Viterbo – Presepi e mercatini artistici per ravvivare un Natale che diventa sempre più ricco.
È “L’arte del Natale”, la manifestazione organizzata e promossa dalla pro loco di Viterbo, in collaborazione con un’ampia lista d’istituzioni e associazioni della città, dal 23 novembre al 6 gennaio.
Tre i luoghi scelti per gli eventi. Nella chiesa del Gesù sarà allestito il presepe monumentale mobile di Penna in Teverina, in provincia di Terni. Il chiostro longobardo di Santa Maria Nuova diventerà il Chiostro incantato. A Santa Maria della Quercia mostra dei 100 presepi, mercatino di Natale e presepe vivente. Quest’ultimo andrà in scena solo nei pomeriggi del 30 dicembre e 6 gennaio.
L’arte del Natale è stata presentata ufficialmente stamattina nella sala consiliare di palazzo dei Priori, con la partecipazione di numerose autorità.
Proprio la sinergia tra le diverse associazioni è stato il tema più toccato. Il sindaco Giovanni Arena, nel fare gli onori di casa, ha ringraziato tutti i presenti, dichiarandosi convinto che “sarà un Natale ancora più bello del solito, con tantissima gente per le vie della città”.
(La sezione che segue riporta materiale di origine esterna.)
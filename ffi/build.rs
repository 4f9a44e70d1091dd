use std::env;
use std::path::PathBuf;

fn main() {
    println!("cargo:rerun-if-changed=src");

    let crate_dir = env::var("CARGO_MANIFEST_DIR").unwrap();
    let header = PathBuf::from(&crate_dir).join("include").join("fetch.h");

    match cbindgen::Builder::new()
        .with_crate(&crate_dir)
        .with_language(cbindgen::Language::C)
        .with_include_guard("FETCH_FFI_H")
        .generate()
    {
        Ok(bindings) => {
            bindings.write_to_file(header);
        }
        Err(err) => println!("cargo:warning=cbindgen failed: {err}"),
    }
}
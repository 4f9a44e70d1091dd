use std::collections::BTreeMap;

use axum::{
    extract::Path,
    http::{header::SET_COOKIE, HeaderMap, StatusCode},
    response::{AppendHeaders, IntoResponse},
    routing::get,
    Json, Router,
};
use tokio::net::TcpListener;

/// Body served by `GET /`.
pub const HELLO: &str = "Hello, World!";

/// One paragraph of filler; `GET /lorem` serves it repeated [`LOREM_REPEAT`]
/// times so clients see a body far larger than any single read.
pub const LOREM: &str = "Lorem ipsum dolor sit amet, consectetur adipiscing \
    elit, sed do eiusmod tempor incididunt ut labore et dolore magna aliqua. ";

pub const LOREM_REPEAT: usize = 64;

pub fn lorem_page() -> String {
    LOREM.repeat(LOREM_REPEAT)
}

pub fn app() -> Router {
    Router::new()
        .route("/", get(hello))
        .route("/login", get(login))
        .route("/lorem", get(lorem))
        .route("/whoami", get(whoami))
        .route("/status/{code}", get(status))
}

pub async fn run(listener: TcpListener) -> Result<(), std::io::Error> {
    axum::serve(listener, app()).await
}

async fn hello() -> &'static str {
    HELLO
}

async fn login() -> impl IntoResponse {
    (
        AppendHeaders([
            (SET_COOKIE, "uid=1001; Path=/"),
            (SET_COOKIE, "sess=abc123; Path=/; HttpOnly"),
        ]),
        "ok",
    )
}

async fn lorem() -> String {
    lorem_page()
}

/// Echo selected request headers back as JSON so clients can verify what
/// they actually sent over the wire.
async fn whoami(headers: HeaderMap) -> Json<BTreeMap<String, String>> {
    let mut seen = BTreeMap::new();
    for name in [
        "user-agent",
        "accept",
        "accept-language",
        "accept-charset",
        "connection",
    ] {
        if let Some(value) = headers.get(name).and_then(|v| v.to_str().ok()) {
            seen.insert(name.to_string(), value.to_string());
        }
    }
    Json(seen)
}

async fn status(Path(code): Path<u16>) -> Result<(StatusCode, String), StatusCode> {
    let status = StatusCode::from_u16(code).map_err(|_| StatusCode::BAD_REQUEST)?;
    Ok((status, format!("status {code}")))
}
//! Error types for the request core.
//!
//! # Design
//! Lookup misses (`HeaderNotFound`, `CookieNotFound`) get dedicated variants
//! because callers routinely treat "the field is not there" as a normal,
//! recoverable outcome rather than a failure of the exchange. Everything the
//! transport collaborator reports (handle configuration, prepare, or a
//! failed processing step) lands in `Transport` with a message naming the
//! phase. No variant is fatal to the process.

use std::fmt;

/// Errors returned by `Request` operations.
#[derive(Debug)]
pub enum HttpError {
    /// An input was empty or malformed before the transport was touched.
    InvalidArgument(&'static str),

    /// The transport collaborator reported a failure.
    Transport(String),

    /// The response carries no header with the requested name.
    HeaderNotFound,

    /// The `Set-Cookie` header carries no cookie with the requested name.
    CookieNotFound,
}

impl fmt::Display for HttpError {
    fn fmt(&self, f: &mut fmt::Formatter<'_>) -> fmt::Result {
        match self {
            HttpError::InvalidArgument(what) => write!(f, "invalid argument: {what}"),
            HttpError::Transport(msg) => write!(f, "transport error: {msg}"),
            HttpError::HeaderNotFound => write!(f, "header not found"),
            HttpError::CookieNotFound => write!(f, "cookie not found"),
        }
    }
}

impl std::error::Error for HttpError {}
“È un’emozione tornare nel centro storico – ha commentato la presidente della pro loco, Irene Temperini -. Tutte le persone qui presenti hanno dato il loro contributo per realizzare quest’evento e meritano grandi ringraziamenti: dalle parrocchie all’amministrazione comunale, da Confartigianato a Caffeina, che può contare su un personaggio capace d’intuizioni straordinarie, come Filippo Rossi”.
Rossi, in rappresentanza del Caffeina Christmas village, ha ricambiato elogiando apertamente la giunta Arena e la pro loco: “Quest’anno finalmente – ha detto – gli organizzatori non si sono sentiti lasciati soli dall’amministrazione comunale. C’è stato un cambio di passo, grazie al sindaco e gli assessori. Finalmente vedo anche che qualcosa si muove a Viterbo sul piano della collaborazione tra diverse associazioni e per questo vanno fatti i complimenti alla pro loco”.
Il Caffeina Christmas village farà da biglietteria integrata di tutti gli eventi natalizi della città, compreso L’arte del Natale, che costerà 2 euro.
“Con gli introiti della manifestazione – ha aggiunto Temperini – speriamo di coprire tutte le spese e di avere abbastanza utili da finanziare il restauro dello stendardo settecentesco della basilica della Quercia”.
L’assessore alla Cultura Marco De Carolis ha aggiunto che “solo facendo sinergia tra le varie realtà si riesce a dare un’offerta di livello ai visitatori” e che “se continueremo a lavorare così, come operatori e come amministratori, potremo fare grandi cose”. L’assessora al Centro storico Laura Allegrini ha parlato di “occasione importante per amare ancora di più il centro storico, grazie a location di straordinario spessore artistico-culturale”. L’assessora allo Sviluppo economico Alessia Mancini ha ricordato l’importanza del mercatino, “che permetterà di attirare gente e matchare cultura, arte e commercio”.
Andrea De Simone, direttore di Confartigianato Viterbo, si è aggiunto ai complimenti di Filippo Rossi all’amministrazione comunale: “Con la giunta Arena è davvero cambiato qualcosa. Sul piano economico una città così viva sotto le feste di Natale consente alle attività di far registrare numeri importanti, e questa è una grande cosa”.
Sulla linea della cooperazione anche don Massimiliano Balsi, parroco di Santa Maria della Quercia. “La collaborazione tra istituzioni politiche, civili ed ecclesiali – ha affermato il sacerdote – è la carta vincente. Rinunciare ai campanilismi permette di fare il bene della città tutta”.
Il parroco di Santa Maria Nuova, don Mario Brizi, si è invece tenuto fuori dal coro. “Questa manifestazione si chiama L’arte del Natale – ha detto – e a Viterbo il patrimonio artistico è in buona parte nelle chiese del centro storico. Però questi luoghi oggi si sono svuotati di fedeli e le parrocchie non riescono più a fare manutenzione. Noi siamo felici di mettere a disposizione le nostre strutture per le iniziative culturali e artistiche, ma qui tutti vengono ad appozzare e nessuno riempie. Serve sinergia non solo per usufruire degli edifici, ma anche per tenerli in buono stato”.
Alla conferenza ha partecipato anche Cesare Valeriani, presidente dell’associazione Presepe de la Penna di Penna in Teverina.